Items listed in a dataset

***

use axum::http::StatusCode;
use chrono::{Datelike, NaiveDate};
use homeroom_config::AttendancePolicyConfig;
use homeroom_core::AppError;
use tracing::{error, instrument, warn};

use crate::metrics::{track_attendance_recorded, track_attendance_rejected};
use crate::modules::attendance::model::{
    AttendanceReason, AttendanceRecord, AttendanceSummary, AttendanceType, CreateAttendanceDto,
    StudentIdentity,
};
use crate::modules::attendance::policy::{
    CandidateEvent, EvaluationContext, Rejection, evaluate, month_bounds,
};
use crate::modules::attendance::store::{AttendanceStore, StoreError};
use crate::modules::attendance::summary::build_summary;
use crate::modules::students::StudentDirectory;

#[derive(Debug, thiserror::Error)]
pub enum LedgerError {
    #[error(transparent)]
    Rejected(#[from] Rejection),

    /// The store refused the insert because another request stored the same
    /// `(student, date, type)` after this one loaded its context.
    #[error("An attendance record of type {kind} already exists on {date}")]
    Conflict { date: NaiveDate, kind: AttendanceType },

    #[error(transparent)]
    Database(#[from] sqlx::Error),
}

impl From<StoreError> for LedgerError {
    fn from(err: StoreError) -> Self {
        match err {
            StoreError::Conflict { date, kind, .. } => Self::Conflict { date, kind },
            StoreError::Database(e) => Self::Database(e),
        }
    }
}

impl LedgerError {
    /// Stable machine-readable tag. A store conflict shares the evaluator's
    /// duplicate tag since callers cannot tell the two apart.
    pub fn kind(&self) -> &'static str {
        match self {
            Self::Rejected(rejection) => rejection.kind(),
            Self::Conflict { .. } => "duplicate_type_on_date",
            Self::Database(_) => "internal",
        }
    }

    /// True when the event was refused by policy or by the uniqueness
    /// constraint, as opposed to an infrastructure failure.
    pub fn is_rejection(&self) -> bool {
        !matches!(self, Self::Database(_))
    }

    pub fn into_app_error(self) -> AppError {
        let kind = self.kind();
        let status = match &self {
            Self::Rejected(Rejection::StudentNotFound(_)) => StatusCode::NOT_FOUND,
            Self::Rejected(_) | Self::Conflict { .. } => StatusCode::BAD_REQUEST,
            Self::Database(_) => StatusCode::INTERNAL_SERVER_ERROR,
        };

        let error = AppError::new(status, self);
        if status.is_server_error() {
            error
        } else {
            error.with_kind(kind)
        }
    }
}

pub struct LedgerService;

impl LedgerService {
    /// Validates a submission against the attendance policy and stores it.
    ///
    /// No write happens unless every rule passes. Quota checks read before
    /// they write, so two concurrent submissions can both pass a cap that
    /// only one of them should have; duplicates are still caught by the
    /// store's unique constraint.
    #[instrument(
        skip(directory, store, policy, dto),
        fields(
            student_id = dto.student_id,
            date = %dto.date,
            kind = %dto.kind,
            reason = %dto.reason
        )
    )]
    pub async fn record_event<D, S>(
        directory: &D,
        store: &S,
        policy: &AttendancePolicyConfig,
        dto: CreateAttendanceDto,
    ) -> Result<AttendanceRecord, LedgerError>
    where
        D: StudentDirectory,
        S: AttendanceStore,
    {
        let result = Self::try_record_event(directory, store, policy, dto).await;

        match &result {
            Ok(record) => track_attendance_recorded(record.kind.as_str(), record.reason.as_str()),
            Err(err) if err.is_rejection() => {
                warn!(kind = err.kind(), error = %err, "Attendance event rejected");
                track_attendance_rejected(err.kind());
            }
            Err(err) => error!(error = %err, "Failed to record attendance event"),
        }

        result
    }

    async fn try_record_event<D, S>(
        directory: &D,
        store: &S,
        policy: &AttendancePolicyConfig,
        dto: CreateAttendanceDto,
    ) -> Result<AttendanceRecord, LedgerError>
    where
        D: StudentDirectory,
        S: AttendanceStore,
    {
        let candidate = CandidateEvent::parse(dto)?;

        let context = match directory.get_student(candidate.student_id).await? {
            Some(student) => Self::load_context(store, &candidate, student).await?,
            None => EvaluationContext::default(),
        };

        let accepted = evaluate(candidate, &context, policy)?;

        match store.insert(accepted).await {
            Ok(record) => Ok(record),
            Err(StoreError::Conflict {
                student_id,
                date,
                kind,
            }) => {
                warn!(student_id, %date, %kind, "Duplicate detected by store at insert");
                Err(LedgerError::Conflict { date, kind })
            }
            Err(e) => Err(e.into()),
        }
    }

    /// Loads only what the candidate's rules need.
    async fn load_context<S>(
        store: &S,
        candidate: &CandidateEvent,
        student: StudentIdentity,
    ) -> Result<EvaluationContext, StoreError>
    where
        S: AttendanceStore,
    {
        let mut context = EvaluationContext {
            student: Some(student),
            ..Default::default()
        };

        if candidate.reason == AttendanceReason::Menstrual
            && let Some((first, last)) = month_bounds(candidate.date)
        {
            context.same_month = store
                .query_range(candidate.student_id, Some(first), Some(last))
                .await?;
        }

        if candidate.reason.is_external() {
            context.reason_days_used = store
                .count_distinct_dates_by_reason(
                    candidate.student_id,
                    candidate.date.year(),
                    candidate.reason,
                )
                .await?;
            context.reason_used_on_date = store
                .exists_on_date(candidate.student_id, candidate.date, candidate.reason)
                .await?;
        }

        context.same_day = store
            .query_range(
                candidate.student_id,
                Some(candidate.date),
                Some(candidate.date),
            )
            .await?;

        Ok(context)
    }

    #[instrument(skip(store))]
    pub async fn list_records<S>(
        store: &S,
        student_id: i64,
        start: Option<NaiveDate>,
        end: Option<NaiveDate>,
    ) -> Result<Vec<AttendanceRecord>, LedgerError>
    where
        S: AttendanceStore,
    {
        Ok(store.query_range(student_id, start, end).await?)
    }

    #[instrument(skip(store, policy))]
    pub async fn summarize<S>(
        store: &S,
        policy: &AttendancePolicyConfig,
        student_id: i64,
        year: i32,
    ) -> Result<AttendanceSummary, LedgerError>
    where
        S: AttendanceStore,
    {
        let records = store.query_year(student_id, year).await?;
        let summary = build_summary(student_id, year, &records, policy);

        if !summary.warnings.is_empty() {
            warn!(
                student_id,
                year,
                warnings = ?summary.warnings,
                "Attendance summary has policy warnings"
            );
        }

        Ok(summary)
    }
}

***

- [Problem details] Search the records above for the string "LedgerService". Report each line that has it.

- [Exercise answer]
pub struct LedgerService;
impl LedgerService {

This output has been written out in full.